Les églises de l’ordre de Grandmont étaient toutes dédiées à Notre-Dame. Cependant certaines étaient dédiées à d’autres saints sans qu’il soit possible de retrouver l’ancienneté des dédicaces. Il en fut ainsi pour Étricor, hameau de la commune d’Étagnac (Charente, canton de Chabanais) : en 1248 Raymond Lobosc confirme ses donations à Dieu et Beata Maria de Stricto Cornu [1]. Les autres donateurs font leurs aumônes à Dieu et à la Vierge Marie. Les actes de l'évêché des années 1550 mentionnent encore clairement Notre-Dame d'Étricor [2]. Les premières mentions du vocable Saint-Pardoux apparaissent au XVIIIe siècle [3].

Qui est Pardoux ?

Pardoux est le fils d'un paysan de la Marche (la Creuse actuelle). Un jour qu’il allume un feu avec d’autres jeunes bergers près d’un vieux châtaignier creux, l’arbre s’abat sur lui et il perd la vue. Il trouve sa consolation en Dieu. Jeune adulte, il vit en ermite dans cette région, partageant son temps entre la prière et la contemplation des mystères de Dieu. Il reçoit des visiteurs qui apportent des offrandes ou implorent une guérison. Lorsque le comte de Limoges fonde un monastère à Guéret vers 670, il en confie la direction au jeune homme. Pardoux a le don de guérir et poursuit son action bienfaitrice. L’abbé meurt le dimanche 6 octobre 737. Il accomplit de nombreux miracles. « Un voleur de champignon faillit en trépasser. Un paralytique qui implorait en vain saint Martin est acheminé vers Guéret monté sur un âne et aidé de deux serviteurs. Le berceau du filleul de Pardoux s’agite de lui-même. La proverbiale avarice des Auvergnats se trouve punie en la personne de ce Bobolenus qui voulait garder pour lui seul l’eau bénite par Pardoux ». Il est inscrit dans le calendrier de Grandmont à la date du 6 octobre [4].
Sa vie de berger et de guérisseur encourage les dévotions à la fois pour les malades et pour les troupeaux.
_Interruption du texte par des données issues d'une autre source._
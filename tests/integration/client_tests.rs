//! Integration tests for the HTTP client
//!
//! These tests exercise caching, revalidation, content decoding and charset
//! handling of `HttpClient` against a mock server.

use flate2::write::GzEncoder;
use flate2::Compression;
use std::io::Write;
use trawl::config::ClientConfig;
use trawl::{Client, FetchError, HttpClient, Request};
use url::Url;
use wiremock::matchers::{header, method, path};
use wiremock::{Mock, MockServer, ResponseTemplate};

fn request(server: &MockServer, route: &str) -> Request {
    Request::get(Url::parse(&format!("{}{}", server.uri(), route)).unwrap())
}

#[tokio::test]
async fn test_fresh_response_served_from_cache() {
    let mock_server = MockServer::start().await;

    Mock::given(method("GET"))
        .and(path("/cached"))
        .respond_with(
            ResponseTemplate::new(200)
                .set_body_raw("<html><body>cached</body></html>", "text/html")
                .insert_header("cache-control", "max-age=300"),
        )
        .expect(1)
        .mount(&mock_server)
        .await;

    let client = HttpClient::new(&ClientConfig::default()).unwrap();

    let mut first = client
        .execute(&request(&mock_server, "/cached"))
        .await
        .unwrap();
    assert!(!first.from_cache);
    // The pool receives the body once it has been read to the end
    first.decode("utf-8").await.unwrap();

    let mut second = client
        .execute(&request(&mock_server, "/cached"))
        .await
        .unwrap();
    assert!(second.from_cache);
    assert_eq!(second.status, 200);
    second.decode("utf-8").await.unwrap();
    assert_eq!(second.text(), "<html><body>cached</body></html>");
}

#[tokio::test]
async fn test_no_cache_is_revalidated_with_etag() {
    let mock_server = MockServer::start().await;

    // Registered first so it wins for conditional requests
    Mock::given(method("GET"))
        .and(path("/validate"))
        .and(header("if-none-match", "\"v1\""))
        .respond_with(ResponseTemplate::new(304).insert_header("etag", "\"v1\""))
        .expect(1)
        .mount(&mock_server)
        .await;

    Mock::given(method("GET"))
        .and(path("/validate"))
        .respond_with(
            ResponseTemplate::new(200)
                .set_body_raw("original body", "text/plain")
                .insert_header("cache-control", "no-cache")
                .insert_header("etag", "\"v1\""),
        )
        .expect(1)
        .mount(&mock_server)
        .await;

    let client = HttpClient::new(&ClientConfig::default()).unwrap();

    let mut first = client
        .execute(&request(&mock_server, "/validate"))
        .await
        .unwrap();
    first.decode("utf-8").await.unwrap();
    assert!(!first.from_cache);

    let mut second = client
        .execute(&request(&mock_server, "/validate"))
        .await
        .unwrap();
    assert!(second.from_cache);
    assert_eq!(second.status, 200);
    second.decode("utf-8").await.unwrap();
    assert_eq!(second.text(), "original body");
}

#[tokio::test]
async fn test_uncacheable_response_always_fetched() {
    let mock_server = MockServer::start().await;

    Mock::given(method("GET"))
        .and(path("/private"))
        .respond_with(
            ResponseTemplate::new(200)
                .set_body_raw("secret", "text/plain")
                .insert_header("cache-control", "no-store"),
        )
        .expect(2)
        .mount(&mock_server)
        .await;

    let client = HttpClient::new(&ClientConfig::default()).unwrap();
    for _ in 0..2 {
        let mut response = client
            .execute(&request(&mock_server, "/private"))
            .await
            .unwrap();
        assert!(!response.from_cache);
        response.decode("utf-8").await.unwrap();
    }
    assert_eq!(client.cache().map(|c| c.len()), Some(0));
}

#[tokio::test]
async fn test_meta_charset_transcoded_to_utf8() {
    let mock_server = MockServer::start().await;

    let html = "<html><head><meta charset=\"gbk\"><title>标题</title></head>\
                <body><p>你好，世界</p></body></html>";
    let (bytes, _, _) = encoding_rs::GBK.encode(html);

    Mock::given(method("GET"))
        .and(path("/gbk"))
        .respond_with(
            ResponseTemplate::new(200)
                .set_body_bytes(bytes.into_owned())
                .insert_header("content-type", "text/html"),
        )
        .mount(&mock_server)
        .await;

    let client = HttpClient::new(&ClientConfig::default()).unwrap();
    let mut response = client
        .execute(&request(&mock_server, "/gbk"))
        .await
        .unwrap();
    response.decode("utf-8").await.unwrap();

    assert_eq!(response.charset.as_deref(), Some("gbk"));
    assert!(response.certain_charset);
    assert!(response.charset_decoded);
    assert_eq!(response.find_text("p"), vec!["你好，世界".to_string()]);
    assert_eq!(response.find_text("title"), vec!["标题".to_string()]);
}

#[tokio::test]
async fn test_gzip_body_decompressed() {
    let mock_server = MockServer::start().await;

    let html = "<html><body><a href=\"/next\">next</a></body></html>";
    let mut encoder = GzEncoder::new(Vec::new(), Compression::default());
    encoder.write_all(html.as_bytes()).unwrap();
    let compressed = encoder.finish().unwrap();

    Mock::given(method("GET"))
        .and(path("/gzip"))
        .respond_with(
            ResponseTemplate::new(200)
                .set_body_bytes(compressed)
                .insert_header("content-type", "text/html; charset=utf-8")
                .insert_header("content-encoding", "gzip"),
        )
        .mount(&mock_server)
        .await;

    let client = HttpClient::new(&ClientConfig::default()).unwrap();
    let mut response = client
        .execute(&request(&mock_server, "/gzip"))
        .await
        .unwrap();
    response.decode("utf-8").await.unwrap();

    assert!(response.is_html());
    assert_eq!(response.text(), html);
    assert_eq!(response.find_attr("a", "href"), vec!["/next".to_string()]);
}

#[tokio::test]
async fn test_redirect_followed() {
    let mock_server = MockServer::start().await;

    Mock::given(method("GET"))
        .and(path("/old"))
        .respond_with(
            ResponseTemplate::new(301).insert_header("location", "/new"),
        )
        .mount(&mock_server)
        .await;
    Mock::given(method("GET"))
        .and(path("/new"))
        .respond_with(ResponseTemplate::new(200).set_body_raw("moved here", "text/plain"))
        .mount(&mock_server)
        .await;

    let client = HttpClient::new(&ClientConfig::default()).unwrap();
    let response = client
        .execute(&request(&mock_server, "/old"))
        .await
        .unwrap();

    assert!(response.is_redirected());
    assert_eq!(response.url.path(), "/new");
    assert_eq!(response.request_url.path(), "/old");
}

#[tokio::test]
async fn test_error_status_returned_as_error() {
    let mock_server = MockServer::start().await;

    Mock::given(method("GET"))
        .and(path("/missing"))
        .respond_with(ResponseTemplate::new(404))
        .mount(&mock_server)
        .await;

    let client = HttpClient::new(&ClientConfig::default()).unwrap();
    match client.execute(&request(&mock_server, "/missing")).await {
        Err(FetchError::Status(e)) => assert_eq!(e.code(), 404),
        other => panic!("expected a status error, got {:?}", other.map(|r| r.status)),
    }
}

#[tokio::test]
async fn test_oversized_body_reported() {
    let mock_server = MockServer::start().await;

    Mock::given(method("GET"))
        .and(path("/big"))
        .respond_with(ResponseTemplate::new(200).set_body_raw(vec![b'a'; 4096], "text/plain"))
        .mount(&mock_server)
        .await;

    let config = ClientConfig {
        max_body_bytes: 1024,
        ..ClientConfig::default()
    };
    let client = HttpClient::new(&config).unwrap();
    let mut response = client
        .execute(&request(&mock_server, "/big"))
        .await
        .unwrap();

    assert!(response.decode("utf-8").await.is_err());
    assert!(response.body_error.is_some());
    assert!(response.content.len() <= 1024);
}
Les dévotions à saint Pardoux

Plusieurs sites de la Haute-Vienne connaissent des dévotions à saint Pardoux [5], qui se déroulent de façon comparable. Étricor, prieuré de Grandmont maintenant en Charente, se trouvait dans l’ancien diocèse de Limoges. On s’y rend toujours en pèlerinage le jour de la fête soit le plus souvent le dimanche après la saint Pardoux. La présence de la statue du saint joue un rôle essentiel. Le clergé soutient le pèlerinage.
Une légende court sur la statue de saint Pardoux à Étricor. Après la Révolution, alors que la chapelle est transformée en bergerie, un des propriétaires essaie de jeter la statue au fumier. Il meurt subitement, « étranglé » par le saint. Le curé d’Étagnac vient en procession nettoyer et remettre la statue en place. Une autre tradition rapporte qu’un bouvier dont les animaux n’ont pas été guéris par la dévotion, frappe la statue du saint et lui frotte les lèvres d’ail. Il tombe foudroyé. En octobre 1937, l’évêque d’Angoulême célèbre le douzième centenaire de la mort de saint Pardoux [6].
L’ancien prieuré se trouve dans un pré au bord de la Vienne, en contrebas des sites habités. La dévotion individuelle (voyage) peut se faire à toute époque de l’année si le besoin s’en fait sentir. Le pèlerin peut faire le circuit décrit ci-dessous et se rendre à la fontaine en récitant des prières. Traditionnellement, le jour de la vote (pèlerinage collectif), les pèlerins arrivaient des hameaux environnants en suivant les sentiers à travers la campagne. Comme toujours pour ces dévotions en Limousin, chaque famille envoie au moins un de ses membres. Les participants arrivent désormais en voiture (Pour certains, ce n’est que le lieu de la messe dominicale. Cette messe est animée par un groupe folklorique)..
La cérémonie commence par une messe dans l’ancienne chapelle grandmontaine [7]. Pour l’occasion, elle est décorée de feuillages (années 1990). Deux jeunes arbres encadrent la porte. Une jonchée isole du sol humide. Une attention particulière est portée d’une part à la piscine eucharistique double, du côté de l’évangile et d’autre part à l’ancienne porte des frères. Murée, elle sert de niche à la statue de saint Pardoux. Au chevet, une croix se trouve dans l'ancien cimetière des frères. Elle est dressée sur une colonnette ornée de deux tores à la base, et d'un autre sous l'esquisse des feuilles plates, seul souvenir des bâtiments conventuels.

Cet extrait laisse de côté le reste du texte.